Secession, the withdrawal of part of a country or state from the central government's control. The withdrawal may be carried out peacefully or violently. Political conflicts that lead to secession are usually based on economic, cultural, or religious differences.

In United States history the question of secession arose several times before the Civil War, but the term generally refers to the withdrawal of the Southern states from the Union in 1860–61. Secession has also been an issue in other countries. Panama in 1903 seceded from Colombia partly because of Colombian opposition to plans by the United States to construct the Panama Canal. In 1967 the Ibo tribe of Nigeria, unwilling to be ruled by other tribes of that African country, tried to set up the Eastern Region as the separate nation of Biafra.
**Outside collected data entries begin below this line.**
#[cfg(test)]
mod tests {
    use super::*;
    use bytes::Bytes;
    use std::time::Duration;
    use tokio::io::{AsyncWriteExt, DuplexStream, ReadHalf, WriteHalf};

    struct MockBackend {
        reader: ReadHalf<DuplexStream>,
        writer: WriteHalf<DuplexStream>,
    }

    impl MockBackend {
        async fn recv(&mut self) -> Option<AgentMessage> {
            AgentCodec::read(&mut self.reader).await.unwrap()
        }

        async fn send(&mut self, msg: &AgentMessage) {
            AgentCodec::write(&mut self.writer, msg).await.unwrap();
        }
    }

    fn link_pair() -> (AgentLink, MockBackend) {
        let (ours, theirs) = tokio::io::duplex(64 * 1024);
        let (r, w) = tokio::io::split(ours);
        let (br, bw) = tokio::io::split(theirs);
        (
            AgentLink::from_split(r, w, None),
            MockBackend {
                reader: br,
                writer: bw,
            },
        )
    }

    fn ctx(repo: Option<&str>) -> Arc<AuthorizationContext> {
        Arc::new(AuthorizationContext {
            repository: repo.map(str::to_string),
            ..Default::default()
        })
    }

    fn sign_request(tag: u8) -> AgentMessage {
        AgentMessage::new(MessageType::SignRequest, Bytes::from(vec![0, 0, 0, 1, tag]))
    }

    fn sign_response(tag: u8) -> AgentMessage {
        AgentMessage::new(MessageType::SignResponse, Bytes::from(vec![tag]))
    }

    #[tokio::test]
    async fn test_restricted_request_never_reaches_backend() {
        let (link, mut backend) = link_pair();
        let add = AgentMessage::new(MessageType::AddIdentity, Bytes::from_static(b"secret"));
        let pending = link.forward(add, ctx(None)).await.unwrap();
        assert!(pending.is_immediate());

        let response = pending.response().await.unwrap();
        assert_eq!(response.msg_type, MessageType::Failure);
        assert!(response.payload.is_empty());
        assert_eq!(link.pending_count(), 0);

        drop(link);
        assert!(backend.recv().await.is_none());
    }

    #[tokio::test]
    async fn test_fifo_correlation() {
        let (link, mut backend) = link_pair();
        let mut handles = Vec::new();
        for tag in 1..=3 {
            handles.push(link.forward(sign_request(tag), ctx(None)).await.unwrap());
        }
        assert_eq!(link.pending_count(), 3);

        for tag in 1..=3 {
            let req = backend.recv().await.unwrap();
            assert_eq!(req, sign_request(tag));
            backend.send(&sign_response(tag)).await;
        }

        for (i, handle) in handles.into_iter().enumerate() {
            let response = handle.response().await.unwrap();
            assert_eq!(response, sign_response(i as u8 + 1));
        }
    }

    #[tokio::test]
    async fn test_concurrent_callers_get_their_own_responses() {
        let (link, mut backend) = link_pair();
        let link = Arc::new(link);

        tokio::spawn(async move {
            while let Some(req) = backend.recv().await {
                let tag = req.payload[4];
                backend.send(&sign_response(tag)).await;
            }
        });

        let mut tasks = Vec::new();
        for tag in 0..50u8 {
            let link = Arc::clone(&link);
            tasks.push(tokio::spawn(async move {
                let pending = link.forward(sign_request(tag), ctx(None)).await.unwrap();
                (tag, pending.response().await.unwrap())
            }));
        }
        for task in tasks {
            let (tag, response) = task.await.unwrap();
            assert_eq!(response, sign_response(tag));
        }
    }

    #[tokio::test]
    async fn test_listing_is_scoped_by_request_context() {
        let (link, mut backend) = link_pair();
        let request = AgentMessage::new(MessageType::RequestIdentities, Bytes::new());
        let pending = link.forward(request, ctx(Some("teamA/repoX"))).await.unwrap();

        backend.recv().await.unwrap();
        backend
            .send(&AgentMessage::build_identities_answer(&[
                Identity::new(Bytes::from_static(b"x"), "teamA_repoX".to_string()),
                Identity::new(Bytes::from_static(b"y"), "teamA_repoY".to_string()),
            ]))
            .await;

        let ids = pending.response().await.unwrap().parse_identities().unwrap();
        assert_eq!(ids.len(), 1);
        assert_eq!(ids[0].comment, "teamA_repoX");
    }

    #[tokio::test]
    async fn test_type_mismatch_is_error_for_caller() {
        let (link, mut backend) = link_pair();
        let request = AgentMessage::new(MessageType::RequestIdentities, Bytes::new());
        let pending = link.forward(request, ctx(None)).await.unwrap();

        backend.recv().await.unwrap();
        backend.send(&sign_response(1)).await;

        let err = pending.response().await.unwrap_err();
        assert!(matches!(err, Error::Correlation(_)));
        assert!(!link.is_closed());
    }

    #[tokio::test]
    async fn test_status_replies_pass_through() {
        let (link, mut backend) = link_pair();
        let first = link.forward(sign_request(1), ctx(None)).await.unwrap();
        let second = link
            .forward(AgentMessage::new(MessageType::RequestIdentities, Bytes::new()), ctx(None))
            .await
            .unwrap();

        backend.recv().await.unwrap();
        backend.recv().await.unwrap();
        backend.send(&AgentMessage::failure()).await;
        backend
            .send(&AgentMessage::new(MessageType::ExtensionFailure, Bytes::new()))
            .await;

        assert_eq!(first.response().await.unwrap().msg_type, MessageType::Failure);
        assert_eq!(
            second.response().await.unwrap().msg_type,
            MessageType::ExtensionFailure
        );
    }

    #[tokio::test]
    async fn test_orphaned_response_is_dropped() {
        let (link, mut backend) = link_pair();
        backend.send(&AgentMessage::success()).await;
        tokio::time::sleep(Duration::from_millis(50)).await;
        assert!(!link.is_closed());

        let pending = link.forward(sign_request(7), ctx(None)).await.unwrap();
        backend.recv().await.unwrap();
        backend.send(&sign_response(7)).await;
        assert_eq!(pending.response().await.unwrap(), sign_response(7));
    }

    #[tokio::test]
    async fn test_response_split_across_chunks() {
        let (link, mut backend) = link_pair();
        let pending = link.forward(sign_request(9), ctx(None)).await.unwrap();
        backend.recv().await.unwrap();

        let wire = sign_response(9).encode();
        for b in wire.iter() {
            backend.writer.write_all(std::slice::from_ref(b)).await.unwrap();
            backend.writer.flush().await.unwrap();
        }
        assert_eq!(pending.response().await.unwrap(), sign_response(9));
    }

    #[tokio::test]
    async fn test_backend_disconnect_fails_pending() {
        let (link, backend) = link_pair();
        let pending = link.forward(sign_request(1), ctx(None)).await.unwrap();
        drop(backend);

        let err = pending.response().await.unwrap_err();
        assert!(matches!(err, Error::UpstreamClosed));

        // Later requests fail fast once the reader has torn the link down
        tokio::time::sleep(Duration::from_millis(20)).await;
        assert!(link.is_closed());
        assert!(link.forward(sign_request(2), ctx(None)).await.is_err());
    }

    #[tokio::test]
    async fn test_dropping_link_cancels_pending() {
        let (link, _backend) = link_pair();
        let pending = link.forward(sign_request(1), ctx(None)).await.unwrap();
        drop(link);
        assert!(matches!(pending.response().await, Err(Error::Cancelled)));
    }
}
Some French Canadians urge that the Province of Quebec secede from Canada on the grounds of political and cultural discrimination.

In the United States

From the time the U.S. Constitution was adopted, supporters of the doctrine of states' rights regarded secession as a right belonging to the states under the 10th Amendment The Kentucky and Virginia Resolutions of 1798, though they did not use the word secession, stressed the sovereignty of the individual states.

In 1803–04 a small number of New England Federalists, facing decreased political power as a result of the admission of Southern states to the Union, proposed a separate nation to be called the Northeastern Confederacy. The idea did not gain support and was abandoned. Other Federalists hinted at secession in the Hartford Convention, 1814–15, called to protest the War of 1812, but they were disregarded. In 1832 South Carolina raised the threat of secession in the nullification crisis. (

To many Southerners the election to the Presidency in 1860 of Abraham Lincoln, who won with exclusively Northern support, placed in jeopardy both slavery and states' rights. Southerners knew that abolition of slavery, the basis of the cotton economy, would be financially disastrous. Even if slavery were retained, the South feared political domination by the North, which was attempting to bar extension of slavery into all future new states.

Although there were groups in each state that were strongly opposed to secession, in 1860–61 seven states in what was known as the Lower South seceded. On February 4, 1861, they formed the Confederate States of America. After Lincoln's call in April for a militia to enforce federal authority, four border, or Upper South, states seceded and joined the Confederacy. (In one of these states, Virginia, the western counties refused to secede from the Union. They set up their own government and in 1863 became the state of West Virginia.)

Lincoln rejected the argument put forth in the Confederacy that secession was constitutional and treated the secessionist states as groups in rebellion. The South's attempt to secede was thwarted by force of arms, and the constitutionality of secession has never been determined.